What you are asked to do - Your answer must consist of every line from the data below that includes the word "CatchmentActive".

┌─ Records for this task

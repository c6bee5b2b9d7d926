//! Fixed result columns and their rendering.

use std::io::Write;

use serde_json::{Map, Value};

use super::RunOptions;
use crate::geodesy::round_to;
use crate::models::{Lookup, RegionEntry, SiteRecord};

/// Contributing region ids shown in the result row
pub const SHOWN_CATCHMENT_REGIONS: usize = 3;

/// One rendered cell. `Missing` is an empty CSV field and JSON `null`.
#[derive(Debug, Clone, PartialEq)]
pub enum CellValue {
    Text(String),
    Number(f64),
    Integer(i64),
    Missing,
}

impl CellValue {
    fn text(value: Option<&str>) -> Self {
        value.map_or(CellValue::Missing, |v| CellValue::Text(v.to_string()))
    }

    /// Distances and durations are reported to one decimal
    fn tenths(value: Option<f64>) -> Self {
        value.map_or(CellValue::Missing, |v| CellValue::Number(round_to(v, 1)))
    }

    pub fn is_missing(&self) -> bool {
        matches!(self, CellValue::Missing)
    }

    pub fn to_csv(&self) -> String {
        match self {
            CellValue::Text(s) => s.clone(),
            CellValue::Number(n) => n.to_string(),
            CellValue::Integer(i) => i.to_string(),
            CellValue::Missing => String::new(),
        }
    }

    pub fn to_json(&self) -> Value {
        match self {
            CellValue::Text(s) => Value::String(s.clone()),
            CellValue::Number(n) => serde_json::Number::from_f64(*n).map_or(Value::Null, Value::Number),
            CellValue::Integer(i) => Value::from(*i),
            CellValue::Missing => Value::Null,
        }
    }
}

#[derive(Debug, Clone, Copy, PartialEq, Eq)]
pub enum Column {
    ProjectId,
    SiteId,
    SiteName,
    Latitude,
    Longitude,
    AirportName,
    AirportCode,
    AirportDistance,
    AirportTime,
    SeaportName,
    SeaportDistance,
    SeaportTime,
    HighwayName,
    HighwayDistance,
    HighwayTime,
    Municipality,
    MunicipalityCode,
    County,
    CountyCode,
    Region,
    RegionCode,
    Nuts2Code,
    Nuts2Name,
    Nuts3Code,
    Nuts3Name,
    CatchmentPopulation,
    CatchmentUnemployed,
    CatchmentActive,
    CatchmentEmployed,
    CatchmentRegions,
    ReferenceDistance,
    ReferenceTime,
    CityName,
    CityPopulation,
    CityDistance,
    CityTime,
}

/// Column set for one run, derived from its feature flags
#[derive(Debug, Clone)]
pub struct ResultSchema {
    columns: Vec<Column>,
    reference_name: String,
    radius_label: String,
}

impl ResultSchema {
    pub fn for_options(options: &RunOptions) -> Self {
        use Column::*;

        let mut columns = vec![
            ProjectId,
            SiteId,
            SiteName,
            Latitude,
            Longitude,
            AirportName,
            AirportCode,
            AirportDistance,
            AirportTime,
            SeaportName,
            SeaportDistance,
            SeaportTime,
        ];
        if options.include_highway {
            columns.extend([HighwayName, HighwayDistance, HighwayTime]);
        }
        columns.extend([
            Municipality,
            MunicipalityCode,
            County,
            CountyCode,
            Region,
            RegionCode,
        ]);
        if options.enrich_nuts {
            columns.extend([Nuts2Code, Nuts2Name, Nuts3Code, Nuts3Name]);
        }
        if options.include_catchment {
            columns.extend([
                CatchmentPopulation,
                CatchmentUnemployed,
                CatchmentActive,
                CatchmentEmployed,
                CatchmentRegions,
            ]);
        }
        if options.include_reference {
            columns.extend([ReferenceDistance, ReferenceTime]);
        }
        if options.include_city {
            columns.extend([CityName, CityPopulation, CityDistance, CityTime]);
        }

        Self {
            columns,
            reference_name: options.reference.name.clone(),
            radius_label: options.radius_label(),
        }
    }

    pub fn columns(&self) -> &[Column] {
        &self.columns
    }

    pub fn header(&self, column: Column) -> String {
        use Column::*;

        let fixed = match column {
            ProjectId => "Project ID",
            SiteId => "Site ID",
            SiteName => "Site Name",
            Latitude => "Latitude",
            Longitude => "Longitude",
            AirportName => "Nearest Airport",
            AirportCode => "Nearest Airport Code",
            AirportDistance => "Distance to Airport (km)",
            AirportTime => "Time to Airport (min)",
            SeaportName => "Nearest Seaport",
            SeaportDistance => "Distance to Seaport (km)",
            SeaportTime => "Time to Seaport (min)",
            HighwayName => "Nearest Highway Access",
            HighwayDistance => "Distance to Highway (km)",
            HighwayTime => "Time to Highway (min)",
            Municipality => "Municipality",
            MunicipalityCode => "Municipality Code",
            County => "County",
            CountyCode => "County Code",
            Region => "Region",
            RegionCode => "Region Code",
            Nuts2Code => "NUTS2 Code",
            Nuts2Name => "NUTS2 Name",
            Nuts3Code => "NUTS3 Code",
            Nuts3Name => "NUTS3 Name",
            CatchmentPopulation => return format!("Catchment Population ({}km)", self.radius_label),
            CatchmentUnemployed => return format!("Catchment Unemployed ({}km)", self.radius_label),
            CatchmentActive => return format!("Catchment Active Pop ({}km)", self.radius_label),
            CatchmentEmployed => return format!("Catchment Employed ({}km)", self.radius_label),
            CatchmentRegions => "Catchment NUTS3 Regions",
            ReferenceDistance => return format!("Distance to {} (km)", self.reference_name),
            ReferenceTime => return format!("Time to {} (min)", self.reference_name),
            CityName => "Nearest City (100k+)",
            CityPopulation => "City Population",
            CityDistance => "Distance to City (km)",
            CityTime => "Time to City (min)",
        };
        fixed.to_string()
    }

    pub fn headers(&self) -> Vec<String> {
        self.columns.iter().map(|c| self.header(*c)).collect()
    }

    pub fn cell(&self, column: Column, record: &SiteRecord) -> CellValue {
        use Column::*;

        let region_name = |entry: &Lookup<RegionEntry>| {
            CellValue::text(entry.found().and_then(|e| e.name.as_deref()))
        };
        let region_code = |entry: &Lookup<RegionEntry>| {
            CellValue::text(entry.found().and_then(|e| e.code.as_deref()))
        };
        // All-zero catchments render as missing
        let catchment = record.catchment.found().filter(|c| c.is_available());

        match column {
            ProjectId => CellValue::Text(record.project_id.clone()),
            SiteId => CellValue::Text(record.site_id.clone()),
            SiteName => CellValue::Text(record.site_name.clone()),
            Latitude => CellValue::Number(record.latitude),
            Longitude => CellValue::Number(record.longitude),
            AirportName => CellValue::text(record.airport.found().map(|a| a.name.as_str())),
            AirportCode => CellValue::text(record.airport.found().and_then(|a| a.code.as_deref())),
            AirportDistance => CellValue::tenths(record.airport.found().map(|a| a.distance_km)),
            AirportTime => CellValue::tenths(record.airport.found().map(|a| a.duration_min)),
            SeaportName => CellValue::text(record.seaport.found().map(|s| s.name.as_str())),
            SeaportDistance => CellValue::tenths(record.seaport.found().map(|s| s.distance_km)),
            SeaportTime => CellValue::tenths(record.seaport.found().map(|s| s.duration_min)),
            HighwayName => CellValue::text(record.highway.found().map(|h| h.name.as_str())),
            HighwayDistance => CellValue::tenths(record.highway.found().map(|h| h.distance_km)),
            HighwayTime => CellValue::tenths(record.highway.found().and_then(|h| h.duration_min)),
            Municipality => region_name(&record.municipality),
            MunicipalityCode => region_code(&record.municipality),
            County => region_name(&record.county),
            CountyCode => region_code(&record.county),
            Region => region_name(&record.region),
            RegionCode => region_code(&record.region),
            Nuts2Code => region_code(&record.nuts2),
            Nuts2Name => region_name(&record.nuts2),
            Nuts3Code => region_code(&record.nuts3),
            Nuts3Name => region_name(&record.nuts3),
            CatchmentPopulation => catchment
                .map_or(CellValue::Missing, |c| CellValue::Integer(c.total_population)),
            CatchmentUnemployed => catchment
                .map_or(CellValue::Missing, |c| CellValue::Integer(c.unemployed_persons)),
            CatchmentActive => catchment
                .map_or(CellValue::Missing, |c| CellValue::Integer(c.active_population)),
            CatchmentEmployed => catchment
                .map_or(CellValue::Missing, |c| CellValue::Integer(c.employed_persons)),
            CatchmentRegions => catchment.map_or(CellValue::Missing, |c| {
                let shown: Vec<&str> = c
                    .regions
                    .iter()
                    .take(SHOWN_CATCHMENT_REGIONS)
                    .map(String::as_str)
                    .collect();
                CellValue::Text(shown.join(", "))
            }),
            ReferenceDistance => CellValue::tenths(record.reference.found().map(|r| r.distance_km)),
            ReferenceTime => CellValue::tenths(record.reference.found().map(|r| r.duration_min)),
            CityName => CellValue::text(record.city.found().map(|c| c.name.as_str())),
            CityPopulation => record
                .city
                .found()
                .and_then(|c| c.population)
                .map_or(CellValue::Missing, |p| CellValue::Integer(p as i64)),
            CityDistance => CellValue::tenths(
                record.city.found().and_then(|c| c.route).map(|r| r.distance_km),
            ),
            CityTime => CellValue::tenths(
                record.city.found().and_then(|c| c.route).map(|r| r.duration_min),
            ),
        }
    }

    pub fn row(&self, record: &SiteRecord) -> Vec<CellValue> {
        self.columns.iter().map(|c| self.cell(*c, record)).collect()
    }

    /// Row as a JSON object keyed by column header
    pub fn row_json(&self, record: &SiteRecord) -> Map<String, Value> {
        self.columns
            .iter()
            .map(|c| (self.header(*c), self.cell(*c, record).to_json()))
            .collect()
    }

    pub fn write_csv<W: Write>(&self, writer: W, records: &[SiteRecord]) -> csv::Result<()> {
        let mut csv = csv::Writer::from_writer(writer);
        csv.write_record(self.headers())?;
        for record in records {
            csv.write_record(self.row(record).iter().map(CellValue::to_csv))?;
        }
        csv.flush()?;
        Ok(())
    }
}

└─
┌─ Records for this task

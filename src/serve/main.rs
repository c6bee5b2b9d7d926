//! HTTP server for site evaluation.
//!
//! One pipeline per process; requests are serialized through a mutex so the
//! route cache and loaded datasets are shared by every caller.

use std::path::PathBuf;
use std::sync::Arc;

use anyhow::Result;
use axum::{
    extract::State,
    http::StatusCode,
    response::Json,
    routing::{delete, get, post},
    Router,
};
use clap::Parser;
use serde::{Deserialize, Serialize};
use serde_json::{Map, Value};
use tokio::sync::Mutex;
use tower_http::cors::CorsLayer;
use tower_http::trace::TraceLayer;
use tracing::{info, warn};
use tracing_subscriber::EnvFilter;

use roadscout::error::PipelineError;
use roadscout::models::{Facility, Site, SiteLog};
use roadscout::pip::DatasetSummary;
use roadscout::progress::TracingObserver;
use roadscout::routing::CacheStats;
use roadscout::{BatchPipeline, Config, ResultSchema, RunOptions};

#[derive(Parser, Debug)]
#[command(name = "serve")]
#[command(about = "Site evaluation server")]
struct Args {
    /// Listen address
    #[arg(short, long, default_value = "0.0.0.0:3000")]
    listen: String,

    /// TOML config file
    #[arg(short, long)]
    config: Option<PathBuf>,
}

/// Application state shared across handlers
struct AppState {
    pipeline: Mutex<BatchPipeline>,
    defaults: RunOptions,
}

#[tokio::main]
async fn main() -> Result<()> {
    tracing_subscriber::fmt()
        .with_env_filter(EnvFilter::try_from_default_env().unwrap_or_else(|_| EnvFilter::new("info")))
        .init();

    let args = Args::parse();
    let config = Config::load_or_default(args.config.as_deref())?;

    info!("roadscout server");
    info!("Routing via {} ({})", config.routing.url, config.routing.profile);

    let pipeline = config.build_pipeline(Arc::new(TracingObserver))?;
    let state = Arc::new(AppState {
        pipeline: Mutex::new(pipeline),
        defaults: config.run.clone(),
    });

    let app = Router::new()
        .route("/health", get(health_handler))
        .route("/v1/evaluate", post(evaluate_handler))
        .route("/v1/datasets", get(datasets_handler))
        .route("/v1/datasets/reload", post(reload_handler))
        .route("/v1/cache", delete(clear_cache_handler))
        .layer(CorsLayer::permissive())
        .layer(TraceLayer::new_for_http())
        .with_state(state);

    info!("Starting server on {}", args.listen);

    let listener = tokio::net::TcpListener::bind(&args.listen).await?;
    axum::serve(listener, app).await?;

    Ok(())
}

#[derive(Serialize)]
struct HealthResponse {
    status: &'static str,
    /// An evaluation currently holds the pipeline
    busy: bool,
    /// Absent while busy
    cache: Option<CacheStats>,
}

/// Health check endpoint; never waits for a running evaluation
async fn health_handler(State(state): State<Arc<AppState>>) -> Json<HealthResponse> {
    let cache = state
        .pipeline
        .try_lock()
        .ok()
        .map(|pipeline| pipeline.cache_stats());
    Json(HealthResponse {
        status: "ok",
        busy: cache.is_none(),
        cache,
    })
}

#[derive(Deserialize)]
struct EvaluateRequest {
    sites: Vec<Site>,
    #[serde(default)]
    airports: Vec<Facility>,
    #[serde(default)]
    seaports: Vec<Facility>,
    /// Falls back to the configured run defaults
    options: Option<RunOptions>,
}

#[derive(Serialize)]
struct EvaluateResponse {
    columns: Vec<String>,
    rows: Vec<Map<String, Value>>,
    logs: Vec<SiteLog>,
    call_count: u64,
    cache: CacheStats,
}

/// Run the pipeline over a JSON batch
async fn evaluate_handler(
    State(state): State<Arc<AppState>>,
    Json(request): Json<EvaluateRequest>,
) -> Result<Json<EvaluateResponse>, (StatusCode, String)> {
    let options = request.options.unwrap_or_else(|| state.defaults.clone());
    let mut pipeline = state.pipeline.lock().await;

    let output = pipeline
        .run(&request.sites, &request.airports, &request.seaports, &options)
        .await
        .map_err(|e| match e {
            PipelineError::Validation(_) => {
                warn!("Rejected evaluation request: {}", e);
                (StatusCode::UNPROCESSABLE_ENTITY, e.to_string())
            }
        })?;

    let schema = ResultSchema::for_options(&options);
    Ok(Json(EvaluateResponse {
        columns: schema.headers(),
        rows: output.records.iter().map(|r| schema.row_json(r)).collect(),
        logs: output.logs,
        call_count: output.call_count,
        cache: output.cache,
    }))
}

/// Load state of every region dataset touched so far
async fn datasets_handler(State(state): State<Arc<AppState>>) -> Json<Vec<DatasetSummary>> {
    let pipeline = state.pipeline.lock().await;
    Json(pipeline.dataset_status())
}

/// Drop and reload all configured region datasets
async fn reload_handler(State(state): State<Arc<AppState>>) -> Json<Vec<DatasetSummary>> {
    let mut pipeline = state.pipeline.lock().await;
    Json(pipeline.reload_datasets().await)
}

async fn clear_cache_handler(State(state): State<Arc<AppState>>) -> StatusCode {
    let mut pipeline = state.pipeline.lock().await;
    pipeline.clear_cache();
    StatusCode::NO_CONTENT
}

└─
┌─ Records for this task

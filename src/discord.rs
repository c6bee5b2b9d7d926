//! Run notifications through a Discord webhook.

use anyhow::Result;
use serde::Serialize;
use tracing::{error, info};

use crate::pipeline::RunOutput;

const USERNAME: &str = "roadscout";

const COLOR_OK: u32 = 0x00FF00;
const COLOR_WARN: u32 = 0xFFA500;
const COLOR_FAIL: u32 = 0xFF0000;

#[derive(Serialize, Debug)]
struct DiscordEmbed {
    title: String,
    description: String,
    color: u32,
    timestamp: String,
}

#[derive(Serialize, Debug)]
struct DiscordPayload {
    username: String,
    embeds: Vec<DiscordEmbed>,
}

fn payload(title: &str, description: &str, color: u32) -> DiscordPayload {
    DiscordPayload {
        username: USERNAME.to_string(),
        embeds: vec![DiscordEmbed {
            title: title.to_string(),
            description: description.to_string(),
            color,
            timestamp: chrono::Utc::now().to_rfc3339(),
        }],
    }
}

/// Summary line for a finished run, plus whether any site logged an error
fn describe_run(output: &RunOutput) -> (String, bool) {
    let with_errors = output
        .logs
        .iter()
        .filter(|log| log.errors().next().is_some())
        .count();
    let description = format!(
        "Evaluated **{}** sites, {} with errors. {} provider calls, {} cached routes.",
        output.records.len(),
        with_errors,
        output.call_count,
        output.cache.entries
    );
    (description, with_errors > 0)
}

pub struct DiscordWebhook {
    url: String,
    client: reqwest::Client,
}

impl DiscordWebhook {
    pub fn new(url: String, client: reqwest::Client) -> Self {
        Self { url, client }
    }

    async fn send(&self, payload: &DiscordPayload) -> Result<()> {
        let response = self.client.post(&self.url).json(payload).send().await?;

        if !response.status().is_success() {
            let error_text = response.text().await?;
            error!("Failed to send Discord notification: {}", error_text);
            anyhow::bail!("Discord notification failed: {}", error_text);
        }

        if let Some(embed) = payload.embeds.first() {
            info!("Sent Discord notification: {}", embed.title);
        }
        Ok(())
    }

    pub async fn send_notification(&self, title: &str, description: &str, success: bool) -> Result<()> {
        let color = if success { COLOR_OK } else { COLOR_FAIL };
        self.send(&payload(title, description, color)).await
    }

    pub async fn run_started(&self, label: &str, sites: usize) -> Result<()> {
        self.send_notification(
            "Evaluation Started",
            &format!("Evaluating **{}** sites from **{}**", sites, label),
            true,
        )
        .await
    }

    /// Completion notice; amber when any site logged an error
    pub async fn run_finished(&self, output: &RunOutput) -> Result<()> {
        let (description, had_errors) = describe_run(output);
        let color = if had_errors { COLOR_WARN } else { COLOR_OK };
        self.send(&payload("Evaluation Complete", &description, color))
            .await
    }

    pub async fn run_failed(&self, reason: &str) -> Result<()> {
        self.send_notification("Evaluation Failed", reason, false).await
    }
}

└─

Exercise output -
    CatchmentActive,
                CatchmentActive,
            CatchmentActive => return format!("Catchment Active Pop ({}km)", self.radius_label),
            CatchmentActive => catchment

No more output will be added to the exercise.